Он наклонился надо мной.

– Ты знаешь, что это невозможно.

– Тогда доверься мне.

– Мы можем быть счастливы здесь. В штате Вашингтон. В Калифорнии, на Аляске. Всюду, где ты захочешь. Ты годами не была дома. Ты можешь вернуться к этой привычке.

– Я но хочу возвращаться в одиночество и отчуждение. Вопрос не в том, где мы проживем нашу жизнь. А в том, чьи мы. Вопрос в нашей честности, Роан. Ты всегда был честен со мной, и ты должен быть честен с Мэттью.

– Он не принадлежит Дандерри, – резко сказал Роан. – Его не примут там. Никогда. Независимо от того, как сильно ты хочешь этого. И я тоже. Перестань рассчитывать на красивые сказки.

– Сильно, – поправила я саркастически. – Как сильно я хочу этого.

Он встал, бросил на меня покрывало и закрыл дверь. Он вернулся через час, я притворилась, что сплю. Он притворился, что поверил, пока не улегся рядом. Мы оба вздохнули, осознав поражение, и занялись любовью – нежно и зло.

Глава 14

Мэттью и Твит подвезли нас к пристани, и мы вчетвером поднялись на двухпалубный паром под названием “Ледяной танцор”. Это был маленький туристический пароходик, с прогулочной палубой, уставленной шезлонгами, наверху и уютной столовой внизу. “Ледяной танцор” забирал в сезон ежедневно дюжины две туристов, и его экипаж, состоящий из пяти человек, во время прогулки к фиордам ублажал всех замечательной кухней.

Мэттью и Твит зафрахтовали его для индивидуальной экскурсии.
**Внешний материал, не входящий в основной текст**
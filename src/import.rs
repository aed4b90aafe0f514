//! Request readers.
//!
//! Two JSON shapes are accepted:
//! - the native form, `{"modules": [{"moduleCode", "lessonGroups": [...]}], "constraints"}`
//! - the module-map form sent by the web client,
//!   `{"modules": {"CS2103T": {"timetable": [{"lessonType", "classNo", ...}]}}, "constraints"}`
//!
//! Lesson lists can also come from CSV with the columns
//! `module_code,lesson_type,class_no,day,start_time,end_time,venue`.

use std::collections::BTreeMap;
use std::fs;
use std::path::Path;

use hashbrown::HashMap;
use log::debug;
use serde::Deserialize;
use serde_json::Value;

use crate::algorithms::models::{CandidateSlot, Constraints, LessonGroup, Module, OptimizationRequest};
use crate::error::{OptimizeError, Result};

/// One lesson as listed in a module's timetable. Extra fields (weeks, size, ...) are ignored.
#[derive(Debug, Clone, Deserialize)]
#[serde(rename_all = "camelCase")]
pub struct LessonRecord {
    pub lesson_type: String,
    pub class_no: String,
    pub day: String,
    pub start_time: String,
    pub end_time: String,
    #[serde(default)]
    pub venue: Option<String>,
}

#[derive(Debug, Clone, Default, Deserialize)]
pub struct ModuleRecord {
    #[serde(default)]
    pub timetable: Vec<LessonRecord>,
}

#[derive(Debug, Clone, Default, Deserialize)]
pub struct ModuleMapPayload {
    #[serde(default)]
    pub modules: BTreeMap<String, ModuleRecord>,
    #[serde(default)]
    pub constraints: Constraints,
}

#[derive(Debug, Clone, Deserialize)]
struct CsvLesson {
    module_code: String,
    lesson_type: String,
    class_no: String,
    day: String,
    start_time: String,
    end_time: String,
    #[serde(default)]
    venue: Option<String>,
}

/// Groups `lessons` by lesson type, keeping the order in which types first appear.
pub fn module_from_lessons(code: &str, lessons: &[LessonRecord]) -> std::result::Result<Module, OptimizeError> {
    let mut index: HashMap<&str, usize> = HashMap::new();
    let mut groups: Vec<LessonGroup> = Vec::new();

    for lesson in lessons {
        let slot = CandidateSlot::parse(
            &lesson.class_no,
            &lesson.day,
            &lesson.start_time,
            &lesson.end_time,
            lesson.venue.as_deref(),
        )
        .map_err(|err| OptimizeError::invalid(format!("{code} {} {}: {err}", lesson.lesson_type, lesson.class_no)))?;

        match index.get(lesson.lesson_type.as_str()) {
            Some(&i) => groups[i].candidates.push(slot),
            None => {
                index.insert(lesson.lesson_type.as_str(), groups.len());
                groups.push(LessonGroup::new(lesson.lesson_type.clone(), vec![slot]));
            }
        }
    }

    Ok(Module::new(code, groups))
}

impl ModuleMapPayload {
    pub fn into_request(self) -> std::result::Result<OptimizationRequest, OptimizeError> {
        let modules = self
            .modules
            .iter()
            .map(|(code, record)| module_from_lessons(code, &record.timetable))
            .collect::<std::result::Result<Vec<_>, _>>()?;
        Ok(OptimizationRequest::new(modules).with_constraints(self.constraints))
    }
}

/// Parses either JSON shape, telling them apart by the type of `modules`.
pub fn parse_request(json: &str) -> Result<OptimizationRequest> {
    let value: Value = serde_json::from_str(json)?;
    let request = match value.get("modules") {
        Some(Value::Object(_)) => {
            debug!("Reading module-map request");
            serde_json::from_value::<ModuleMapPayload>(value)?.into_request()?
        }
        _ => serde_json::from_value::<OptimizationRequest>(value)?,
    };
    Ok(request)
}

pub fn read_request(path: &Path) -> Result<OptimizationRequest> {
    let json = fs::read_to_string(path)?;
    let request = parse_request(&json)?;
    debug!("Read {} modules from {}", request.modules.len(), path.display());
    Ok(request)
}

/// Parses lesson rows into modules, ordered by module code.
pub fn parse_lessons_csv(csv: &str) -> Result<Vec<Module>> {
    let mut rdr = csv::Reader::from_reader(csv.as_bytes());
    let mut by_module: BTreeMap<String, Vec<LessonRecord>> = BTreeMap::new();

    for row in rdr.deserialize() {
        let row: CsvLesson = row?;
        by_module.entry(row.module_code).or_default().push(LessonRecord {
            lesson_type: row.lesson_type,
            class_no: row.class_no,
            day: row.day,
            start_time: row.start_time,
            end_time: row.end_time,
            venue: row.venue,
        });
    }

    let modules = by_module
        .iter()
        .map(|(code, lessons)| module_from_lessons(code, lessons))
        .collect::<std::result::Result<Vec<_>, _>>()?;
    Ok(modules)
}

pub fn read_lessons_csv(path: &Path) -> Result<Vec<Module>> {
    parse_lessons_csv(&fs::read_to_string(path)?)
}

#[cfg(test)]
mod tests {
    use super::*;
    use crate::algorithms::models::Day;
    use crate::error::AppError;

    const MODULE_MAP: &str = r#"{
        "modules": {
            "MA1521": {"timetable": [
                {"lessonType": "Lecture", "classNo": "1", "day": "Tuesday", "startTime": "1000", "endTime": "1200", "venue": "LT27", "weeks": [1, 2, 3]}
            ]},
            "CS2103T": {"timetable": [
                {"lessonType": "Tutorial", "classNo": "T1", "day": "Monday", "startTime": "0900", "endTime": "1000", "venue": "COM1-0201"},
                {"lessonType": "Lecture", "classNo": "1", "day": "Friday", "startTime": "1600", "endTime": "1800", "venue": ""},
                {"lessonType": "Tutorial", "classNo": "T2", "day": "Monday", "startTime": "1000", "endTime": "1100"}
            ]}
        },
        "constraints": {"freeDays": ["Wednesday"]}
    }"#;

    #[test]
    fn module_map_groups_by_first_appearance() {
        let request = parse_request(MODULE_MAP).unwrap();

        let codes: Vec<&str> = request.modules.iter().map(|m| m.code.as_str()).collect();
        assert_eq!(codes, vec!["CS2103T", "MA1521"]);

        let cs = &request.modules[0];
        let types: Vec<&str> = cs.lesson_groups.iter().map(|g| g.lesson_type.as_str()).collect();
        assert_eq!(types, vec!["Tutorial", "Lecture"]);
        assert_eq!(cs.lesson_groups[0].candidates.len(), 2);
        assert_eq!(cs.lesson_groups[1].candidates[0].venue, None);

        assert_eq!(request.constraints.free_days, vec![Day::Wednesday]);
    }

    #[test]
    fn native_form_is_accepted() {
        let json = r#"{"modules": [{"moduleCode": "CS1010", "lessonGroups": [
            {"lessonType": "Lecture", "candidates": [
                {"classNo": "1", "day": "Monday", "startTime": "09:00", "endTime": "10:00"}
            ]}
        ]}]}"#;
        let request = parse_request(json).unwrap();
        assert_eq!(request.modules[0].code, "CS1010");
        assert_eq!(request.modules[0].lesson_groups[0].candidates[0].start, 540);
    }

    #[test]
    fn bad_lesson_names_module() {
        let json = r#"{"modules": {"CS1010": {"timetable": [
            {"lessonType": "Lecture", "classNo": "1", "day": "Saturday", "startTime": "0900", "endTime": "1000"}
        ]}}}"#;
        match parse_request(json) {
            Err(AppError::Optimize(OptimizeError::InvalidInput(message))) => {
                assert!(message.contains("CS1010"), "{message}")
            }
            other => panic!("expected invalid input, got {other:?}"),
        }
    }

    #[test]
    fn multibyte_time_is_invalid_input() {
        let json = r#"{"modules": {"CS1010": {"timetable": [
            {"lessonType": "Lecture", "classNo": "1", "day": "Monday", "startTime": "aéb", "endTime": "1000"}
        ]}}}"#;
        assert!(matches!(
            parse_request(json),
            Err(AppError::Optimize(OptimizeError::InvalidInput(_)))
        ));
    }

    #[test]
    fn csv_rows_become_modules() {
        let csv = "module_code,lesson_type,class_no,day,start_time,end_time,venue\n\
                   MA1521,Lecture,1,Tuesday,1000,1200,LT27\n\
                   CS2103T,Tutorial,T1,Monday,0900,1000,\n\
                   CS2103T,Tutorial,T2,Monday,1000,1100,COM1-0201\n";
        let modules = parse_lessons_csv(csv).unwrap();

        assert_eq!(modules.len(), 2);
        assert_eq!(modules[0].code, "CS2103T");
        assert_eq!(modules[0].lesson_groups[0].options().len(), 2);
        assert_eq!(modules[0].lesson_groups[0].candidates[0].venue, None);
        assert_eq!(modules[1].lesson_groups[0].candidates[0].end, 720);
    }
}
//! Builders for everything the dispatcher puts on screen.
//!
//! Pure functions from data to [`Line`]/[`Table`]/[`Panel`], kept apart from
//! the dispatcher so layouts can be checked without a session.

use chrono::NaiveDateTime;

use super::listing::{EntryKind, Listing};
use super::session::Session;
use crate::data::calendar::RaceEvent;
use crate::data::champions::{CHAMPIONS, driver_tone};
use crate::data::quotes::{Quote, team_tone};
use crate::data::tracks::{TRACKS, Track};
use crate::gauge::{self, BAR_WIDTH};
use crate::integrations::{Headline, SpeedReport};
use crate::screen::{Align, Column, Line, Panel, Span, Style, Table, Tone, field};
use crate::telemetry::TelemetrySample;

pub const ALERT: Style = Style::new().fg(Tone::Red).bold();
pub const WARN: Style = Style::new().fg(Tone::Yellow);
pub const GOOD: Style = Style::new().fg(Tone::Green);
pub const HINT: Style = Style::new().dim();

/// `LABEL message` with a bold red label.
pub fn alert(label: &str, message: &str) -> Line {
    Line::new(vec![
        Span::styled(label, ALERT),
        Span::plain(format!(" {message}")),
    ])
}

pub fn prompt(session: &Session, driver: &str) -> Line {
    let tyre = session.tyre();
    Line::new(vec![
        Span::styled(
            format!("[ L{} ]", session.lap()),
            Style::new().fg(Tone::White).bold(),
        ),
        Span::styled(
            format!("[ {} ]", tyre.label()),
            Style::new().fg(tyre.tone()).bold(),
        ),
        Span::plain(" "),
        Span::styled(driver, Style::new().fg(Tone::Cyan).bold()),
        Span::plain(" :: "),
        Span::styled(
            session.working_directory().display().to_string(),
            Style::new().fg(Tone::Green).bold(),
        ),
        Span::plain(" > "),
    ])
}

pub fn farewell() -> Panel {
    Panel::new(vec![
        Line::styled("CHECKERED FLAG", Style::new().fg(Tone::White).bold()),
        Line::styled("P1. Great Drive. Session Ended.", HINT),
    ])
    .border(Tone::Green)
}

const COMMANDS: &[(&str, &str)] = &[
    ("grid", "List files (Current or Specific)"),
    ("box <dir>", "Change directory"),
    ("telemetry", "Status"),
    ("champions", "Hall of Fame"),
    ("clear", "Clear Screen"),
    ("flag", "End Session (Exit)"),
    ("map <name>", "Show Track Layout (eg: map monza)"),
    ("next", "Next Race Countdown"),
    ("news", "Latest Paddock Headlines"),
    ("drs", "Network Speed Test"),
    ("quote", "Iconic Radio Messages in F1"),
];

pub fn help() -> Panel {
    let body = COMMANDS
        .iter()
        .map(|(cmd, desc)| {
            Line::new(vec![
                Span::styled(format!("{cmd:<13}"), GOOD),
                Span::plain(format!("- {desc}")),
            ])
        })
        .collect();
    Panel::new(body).title("RACE ENGINEER").border(Tone::Green)
}

pub fn listing(listing: &Listing) -> Table {
    let mut table = Table::new(vec![
        Column::new("Pos"),
        Column::new("Driver (File)"),
        Column::new("Type").align(Align::Right),
        Column::new("Load (Size)").align(Align::Right),
    ])
    .title(format!("TRACK LIMITS ({})", listing.display_name()))
    .border(Tone::Magenta);

    for entry in &listing.entries {
        let style = match entry.kind {
            EntryKind::Dir => Style::new().fg(Tone::Blue).bold(),
            EntryKind::File => Style::new().fg(Tone::White),
        };
        table.add_row(vec![
            Span::styled(entry.position.to_string(), HINT),
            Span::styled(entry.name.clone(), style),
            Span::styled(entry.kind.tag(), style),
            Span::styled(gauge::format_size(entry.size), style),
        ]);
    }

    let hidden = listing.hidden();
    if hidden > 0 {
        table.add_row(vec![
            Span::styled("...", HINT),
            Span::plain(format!("+{hidden} more")),
            Span::plain(""),
            Span::plain(""),
        ]);
    }
    table
}

pub fn next_race(race: Option<&RaceEvent>, now: NaiveDateTime) -> Panel {
    let Some(race) = race else {
        return Panel::new(vec![
            Line::styled("No upcoming races scheduled in database.", HINT),
            Line::styled("Waiting for FIA Season Calendar update...", HINT),
        ])
        .title("OFF SEASON")
        .border(Tone::Grey);
    };

    let width = 10;
    Panel::new(vec![
        field(
            "NEXT EVENT",
            width,
            vec![Span::styled(
                race.event.to_uppercase(),
                Style::new().fg(Tone::Yellow).bold(),
            )],
        ),
        field(
            "LOCATION",
            width,
            vec![Span::styled(race.circuit.clone(), Style::new().fg(Tone::Cyan).bold())],
        ),
        field(
            "DATE",
            width,
            vec![Span::styled(
                race.date.format("%d %B %Y").to_string(),
                Style::new().fg(Tone::Cyan).bold(),
            )],
        ),
        field(
            "COUNTDOWN",
            width,
            vec![
                Span::styled(format!("{} DAYS", race.days_until(now)), ALERT),
                Span::plain(" until Lights Out"),
            ],
        ),
    ])
    .title("UPCOMING SESSION")
    .border(Tone::Green)
    .width(50)
}

pub fn telemetry(sample: &TelemetrySample) -> Panel {
    let width = 16;
    let fuel = sample.battery.map_or(100.0, |b| b.percent);
    let charging = if sample.battery.is_some_and(|b| b.charging) {
        " ⚡"
    } else {
        ""
    };
    let fuel_style = if fuel > 20.0 {
        GOOD
    } else {
        Style::new().fg(Tone::Red).bold()
    };
    let temp = sample
        .temperature_c
        .map_or_else(|| "NO SENSOR".to_string(), |t| format!("{t:.1}°C"));

    Panel::new(vec![
        field(
            "Engine Map (CPU)",
            width,
            vec![
                gauge::bar(sample.cpu_percent, BAR_WIDTH),
                Span::plain(format!(" {:.1}%", sample.cpu_percent)),
            ],
        ),
        field(
            "ERS Store (RAM)",
            width,
            vec![
                gauge::bar(sample.ram_percent, BAR_WIDTH),
                Span::plain(format!(" {:.1}GB", sample.ram_used_gb)),
            ],
        ),
        field(
            "Fuel Cell (BAT)",
            width,
            vec![Span::styled(format!("{fuel:.0}%{charging}"), fuel_style)],
        ),
        field(
            "Oil Temp",
            width,
            vec![Span::styled(temp, Style::new().fg(Tone::Cyan))],
        ),
    ])
    .title("VF-24 TELEMETRY")
    .subtitle(format!("Chassis: {}", sample.chassis))
    .border(Tone::Cyan)
    .width(60)
}

pub fn champions() -> Table {
    let mut table = Table::new(vec![
        Column::new("Season").align(Align::Center),
        Column::new("Driver"),
        Column::new("Constructor"),
    ])
    .title("HALL OF FAME (World Drivers' Champions)")
    .border(Tone::Gold);

    for champ in CHAMPIONS {
        table.add_row(vec![
            Span::styled(champ.season.to_string(), Style::new().fg(Tone::White).bold()),
            Span::styled(
                champ.driver,
                Style::new().fg(driver_tone(champ.driver)).bold(),
            ),
            Span::styled(champ.constructor, Style::new().fg(Tone::White).italic()),
        ]);
    }
    table
}

pub fn quote(quote: &Quote) -> Panel {
    let tone = team_tone(quote.team);
    let voice = Style::new().fg(tone).italic();
    let label = Style::new().fg(Tone::White).bold();
    Panel::new(vec![
        Line::new(vec![
            Span::styled(format!("{:<20}", quote.driver.to_uppercase()), label),
            Span::styled(format!("({})", quote.team), voice),
        ]),
        Line::blank(),
        Line::new(vec![
            Span::styled(format!("{:<20}", "RADIO:"), label),
            Span::styled(format!("\"{}\"", quote.message), voice),
        ]),
    ])
    .title("TEAM RADIO TRANSCRIPT")
    .border(tone)
    .width(60)
}

/// Track diagram, titled with the name as the driver typed it.
pub fn track(track: &Track, requested: &str) -> Panel {
    let mut body = vec![
        Line::styled(track.name, Style::new().fg(track.tone).bold()),
        Line::styled(track.details, HINT),
        Line::blank(),
    ];
    body.extend(track.art.lines().map(Line::plain));
    Panel::new(body)
        .title(requested.to_uppercase())
        .border(Tone::Green)
}

/// Usage hint plus every known track key.
pub fn map_usage() -> Vec<Line> {
    let mut lines = vec![
        Line::new(vec![
            Span::styled("Engineer:", WARN),
            Span::plain(" Which track? Usage: map <name>"),
        ]),
        Line::styled("Available:", HINT),
    ];
    lines.extend(TRACKS.iter().map(|t| Line::plain(format!("    {}", t.key))));
    lines
}

pub fn news(headlines: &[Headline]) -> Table {
    let mut table = Table::new(vec![
        Column::new("#").align(Align::Right),
        Column::new("Time"),
        Column::new("Headline"),
        Column::new("Source"),
    ])
    .title("PADDOCK RUMORS & HEADLINES")
    .border(Tone::Red);

    for (i, headline) in headlines.iter().enumerate() {
        table.add_row(vec![
            Span::styled((i + 1).to_string(), HINT),
            Span::styled(headline.time_label(), HINT),
            Span::styled(headline.title.clone(), Style::new().fg(Tone::White).bold()),
            Span::styled(headline.source.clone(), Style::new().fg(Tone::Cyan)),
        ]);
    }
    table
}

/// Link lines keyed by the `#` column of [`news`]; headlines without a link
/// are skipped.
pub fn news_links(headlines: &[Headline]) -> Vec<Line> {
    let links: Vec<Line> = headlines
        .iter()
        .enumerate()
        .filter(|(_, h)| !h.link.is_empty())
        .map(|(i, h)| {
            Line::new(vec![
                Span::styled(format!("{:>3}. ", i + 1), HINT),
                Span::styled(h.link.clone(), Style::new().fg(Tone::Cyan).italic()),
            ])
        })
        .collect();
    if links.is_empty() {
        return links;
    }
    let mut lines = vec![Line::styled("Open a story in your browser:", HINT)];
    lines.extend(links);
    lines
}

pub fn speed(report: &SpeedReport) -> Panel {
    let width = 20;
    let value = Style::new().fg(Tone::Yellow).bold();
    Panel::new(vec![
        field(
            "DOWNFORCE (Download)",
            width,
            vec![Span::styled(format!("{:.2} Mbps", report.download_mbps), value)],
        ),
        field(
            "THRUST (Upload)",
            width,
            vec![Span::styled(format!("{:.2} Mbps", report.upload_mbps), value)],
        ),
        field(
            "REACTION TIME (Ping)",
            width,
            vec![Span::styled(format!("{:.1} ms", report.ping_ms), value)],
        ),
        field(
            "POWER UNIT RATING",
            width,
            vec![Span::styled(
                report.rating(),
                Style::new().fg(Tone::Red).italic(),
            )],
        ),
    ])
    .title("AERODYNAMICS REPORT")
    .border(Tone::Magenta)
    .width(50)
}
– Это займет всю вторую половину дня, – вежливо пояснил Мэттью. – Ты можешь сесть, Клер. Отдыхайте спокойно.

– Я бы заплатил крупную сумму, чтобы посмотреть, как она отдыхает спокойно, – усмехнулся Роан.

Я скорчила ему гримасу, скользнув притворно-безразличным взглядом по коробке с альбомами фотографий, которую Мэттью внес на борт. Я расстегнула “молнию” на бауле, который привезла с собой, разложила полдюжины книг на столе, покрытом льняной скатертью, за которым мы пили горячий лимонный чай, и сказала:

– У нас масса дел. Давайте посмотрим фотографии и поговорим.

Мэттью обескураженно смотрел на книги. Несколько – в мягких переплетах, самодельные, пара – более внушительные, с именами местных издателей на обложках.

– Книги о нашем клане и об истории Дандерри, – объяснила я небрежно. – Ничего особенного. Твоя тетя Джейн и моя мама, твоя тетя Мэрибет, написали историю рода Делани. Дядя Уинстон собрал данные о последних Мэлони. Я тут тоже приложила руку, как редактор.

Твит уставилась на книги.

– Сколько же здесь всего Мэлони и Делани? – спросила она, – У вас там по родственнику на каждого цыпленка? – припомнила она наш старинный семейный бизнес.

– Хватает, чтобы кукарекать изо всех сил каждый раз, когда появляется новый выводок, – сказал Роан. Он спустился на нижнюю палубу и стоял на ветру, глядя на серебряные воды залива.

Мэттью нахмурился, на щеках у него появились красные пятна.

– Извини, он не должен был так говорить.